Stored data:
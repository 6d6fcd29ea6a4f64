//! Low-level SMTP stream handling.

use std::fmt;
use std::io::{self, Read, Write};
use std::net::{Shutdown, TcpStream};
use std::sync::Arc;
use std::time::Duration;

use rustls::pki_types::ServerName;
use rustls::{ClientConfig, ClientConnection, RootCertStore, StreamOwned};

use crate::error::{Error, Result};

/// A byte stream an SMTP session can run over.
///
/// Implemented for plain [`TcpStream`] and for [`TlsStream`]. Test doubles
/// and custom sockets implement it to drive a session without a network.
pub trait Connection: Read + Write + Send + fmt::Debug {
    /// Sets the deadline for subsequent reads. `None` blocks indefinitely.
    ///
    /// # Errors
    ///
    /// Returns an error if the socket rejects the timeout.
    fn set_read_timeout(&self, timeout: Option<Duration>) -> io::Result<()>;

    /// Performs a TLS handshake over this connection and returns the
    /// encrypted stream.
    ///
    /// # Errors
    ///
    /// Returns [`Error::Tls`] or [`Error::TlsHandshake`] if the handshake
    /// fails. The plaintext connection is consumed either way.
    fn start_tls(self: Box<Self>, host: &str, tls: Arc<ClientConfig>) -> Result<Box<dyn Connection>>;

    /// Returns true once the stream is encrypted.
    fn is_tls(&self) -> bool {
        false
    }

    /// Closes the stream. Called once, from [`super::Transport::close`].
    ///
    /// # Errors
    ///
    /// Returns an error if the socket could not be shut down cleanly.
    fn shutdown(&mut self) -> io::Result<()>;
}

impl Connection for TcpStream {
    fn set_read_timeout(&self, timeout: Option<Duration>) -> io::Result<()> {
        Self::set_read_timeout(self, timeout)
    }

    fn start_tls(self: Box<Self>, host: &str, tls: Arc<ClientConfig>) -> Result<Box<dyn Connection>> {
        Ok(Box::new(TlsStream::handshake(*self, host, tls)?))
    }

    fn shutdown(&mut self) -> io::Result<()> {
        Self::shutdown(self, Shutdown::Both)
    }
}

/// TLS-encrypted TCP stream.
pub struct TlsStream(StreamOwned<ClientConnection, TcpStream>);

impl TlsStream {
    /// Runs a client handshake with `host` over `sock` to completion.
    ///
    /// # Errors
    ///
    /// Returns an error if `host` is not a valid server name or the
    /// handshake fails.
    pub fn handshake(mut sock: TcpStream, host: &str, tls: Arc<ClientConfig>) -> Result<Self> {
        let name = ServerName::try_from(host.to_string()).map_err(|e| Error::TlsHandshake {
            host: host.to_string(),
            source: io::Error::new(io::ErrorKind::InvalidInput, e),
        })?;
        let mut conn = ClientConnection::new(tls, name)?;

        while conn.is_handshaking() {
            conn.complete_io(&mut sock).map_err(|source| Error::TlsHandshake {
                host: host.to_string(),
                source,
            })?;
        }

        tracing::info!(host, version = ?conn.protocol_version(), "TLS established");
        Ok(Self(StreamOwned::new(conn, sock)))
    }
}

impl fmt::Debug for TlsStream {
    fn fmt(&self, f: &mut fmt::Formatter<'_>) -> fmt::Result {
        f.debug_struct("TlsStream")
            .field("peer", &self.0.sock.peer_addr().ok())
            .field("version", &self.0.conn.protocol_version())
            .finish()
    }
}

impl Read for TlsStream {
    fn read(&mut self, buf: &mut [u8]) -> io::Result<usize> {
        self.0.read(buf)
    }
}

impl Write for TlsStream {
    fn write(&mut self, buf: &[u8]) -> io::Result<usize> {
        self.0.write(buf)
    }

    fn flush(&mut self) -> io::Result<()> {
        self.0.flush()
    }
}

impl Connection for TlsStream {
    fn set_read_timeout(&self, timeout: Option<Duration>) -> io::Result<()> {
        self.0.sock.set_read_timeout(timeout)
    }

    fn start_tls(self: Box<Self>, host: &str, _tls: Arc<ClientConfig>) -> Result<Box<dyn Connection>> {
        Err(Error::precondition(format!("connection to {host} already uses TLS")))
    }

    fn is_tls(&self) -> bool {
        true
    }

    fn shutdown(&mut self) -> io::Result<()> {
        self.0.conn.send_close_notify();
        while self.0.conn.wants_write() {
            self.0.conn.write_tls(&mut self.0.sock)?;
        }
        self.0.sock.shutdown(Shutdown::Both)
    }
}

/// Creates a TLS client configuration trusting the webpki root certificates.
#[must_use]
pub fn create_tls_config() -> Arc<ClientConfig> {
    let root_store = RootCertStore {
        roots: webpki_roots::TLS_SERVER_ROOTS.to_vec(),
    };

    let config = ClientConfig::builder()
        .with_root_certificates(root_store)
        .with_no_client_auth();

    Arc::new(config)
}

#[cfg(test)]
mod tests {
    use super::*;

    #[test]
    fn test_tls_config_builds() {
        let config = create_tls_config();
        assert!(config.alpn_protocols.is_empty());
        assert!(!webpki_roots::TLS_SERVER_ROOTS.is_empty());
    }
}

What to produce:
Please print out every record exactly as it is written.

Result:
repository 6d6fcd29ea6a4f64
//! Low-level SMTP stream handling.

use std::fmt;
use std::io::{self, Read, Write};
use std::net::{Shutdown, TcpStream};
use std::sync::Arc;
use std::time::Duration;

use rustls::pki_types::ServerName;
use rustls::{ClientConfig, ClientConnection, RootCertStore, StreamOwned};

use crate::error::{Error, Result};

/// A byte stream an SMTP session can run over.
///
/// Implemented for plain [`TcpStream`] and for [`TlsStream`]. Test doubles
/// and custom sockets implement it to drive a session without a network.
pub trait Connection: Read + Write + Send + fmt::Debug {
    /// Sets the deadline for subsequent reads. `None` blocks indefinitely.
    ///
    /// # Errors
    ///
    /// Returns an error if the socket rejects the timeout.
    fn set_read_timeout(&self, timeout: Option<Duration>) -> io::Result<()>;

    /// Performs a TLS handshake over this connection and returns the
    /// encrypted stream.
    ///
    /// # Errors
    ///
    /// Returns [`Error::Tls`] or [`Error::TlsHandshake`] if the handshake
    /// fails. The plaintext connection is consumed either way.
    fn start_tls(self: Box<Self>, host: &str, tls: Arc<ClientConfig>) -> Result<Box<dyn Connection>>;

    /// Returns true once the stream is encrypted.
    fn is_tls(&self) -> bool {
        false
    }

    /// Closes the stream. Called once, from [`super::Transport::close`].
    ///
    /// # Errors
    ///
    /// Returns an error if the socket could not be shut down cleanly.
    fn shutdown(&mut self) -> io::Result<()>;
}

impl Connection for TcpStream {
    fn set_read_timeout(&self, timeout: Option<Duration>) -> io::Result<()> {
        Self::set_read_timeout(self, timeout)
    }

    fn start_tls(self: Box<Self>, host: &str, tls: Arc<ClientConfig>) -> Result<Box<dyn Connection>> {
        Ok(Box::new(TlsStream::handshake(*self, host, tls)?))
    }

    fn shutdown(&mut self) -> io::Result<()> {
        Self::shutdown(self, Shutdown::Both)
    }
}

/// TLS-encrypted TCP stream.
pub struct TlsStream(StreamOwned<ClientConnection, TcpStream>);

impl TlsStream {
    /// Runs a client handshake with `host` over `sock` to completion.
    ///
    /// # Errors
    ///
    /// Returns an error if `host` is not a valid server name or the
    /// handshake fails.
    pub fn handshake(mut sock: TcpStream, host: &str, tls: Arc<ClientConfig>) -> Result<Self> {
        let name = ServerName::try_from(host.to_string()).map_err(|e| Error::TlsHandshake {
            host: host.to_string(),
            source: io::Error::new(io::ErrorKind::InvalidInput, e),
        })?;
        let mut conn = ClientConnection::new(tls, name)?;

        while conn.is_handshaking() {
            conn.complete_io(&mut sock).map_err(|source| Error::TlsHandshake {
                host: host.to_string(),
                source,
            })?;
        }

        tracing::info!(host, version = ?conn.protocol_version(), "TLS established");
        Ok(Self(StreamOwned::new(conn, sock)))
    }
}

impl fmt::Debug for TlsStream {
    fn fmt(&self, f: &mut fmt::Formatter<'_>) -> fmt::Result {
        f.debug_struct("TlsStream")
            .field("peer", &self.0.sock.peer_addr().ok())
            .field("version", &self.0.conn.protocol_version())
            .finish()
    }
}

impl Read for TlsStream {
    fn read(&mut self, buf: &mut [u8]) -> io::Result<usize> {
        self.0.read(buf)
    }
}

impl Write for TlsStream {
    fn write(&mut self, buf: &[u8]) -> io::Result<usize> {
        self.0.write(buf)
    }

    fn flush(&mut self) -> io::Result<()> {
        self.0.flush()
    }
}

impl Connection for TlsStream {
    fn set_read_timeout(&self, timeout: Option<Duration>) -> io::Result<()> {
        self.0.sock.set_read_timeout(timeout)
    }

    fn start_tls(self: Box<Self>, host: &str, _tls: Arc<ClientConfig>) -> Result<Box<dyn Connection>> {
        Err(Error::precondition(format!("connection to {host} already uses TLS")))
    }

    fn is_tls(&self) -> bool {
        true
    }

    fn shutdown(&mut self) -> io::Result<()> {
        self.0.conn.send_close_notify();
        while self.0.conn.wants_write() {
            self.0.conn.write_tls(&mut self.0.sock)?;
        }
        self.0.sock.shutdown(Shutdown::Both)
    }
}

/// Creates a TLS client configuration trusting the webpki root certificates.
#[must_use]
pub fn create_tls_config() -> Arc<ClientConfig> {
    let root_store = RootCertStore {
        roots: webpki_roots::TLS_SERVER_ROOTS.to_vec(),
    };

    let config = ClientConfig::builder()
        .with_root_certificates(root_store)
        .with_no_client_auth();

    Arc::new(config)
}

#[cfg(test)]
mod tests {
    use super::*;

    #[test]
    fn test_tls_config_builds() {
        let config = create_tls_config();
        assert!(config.alpn_protocols.is_empty());
        assert!(!webpki_roots::TLS_SERVER_ROOTS.is_empty());
    }
}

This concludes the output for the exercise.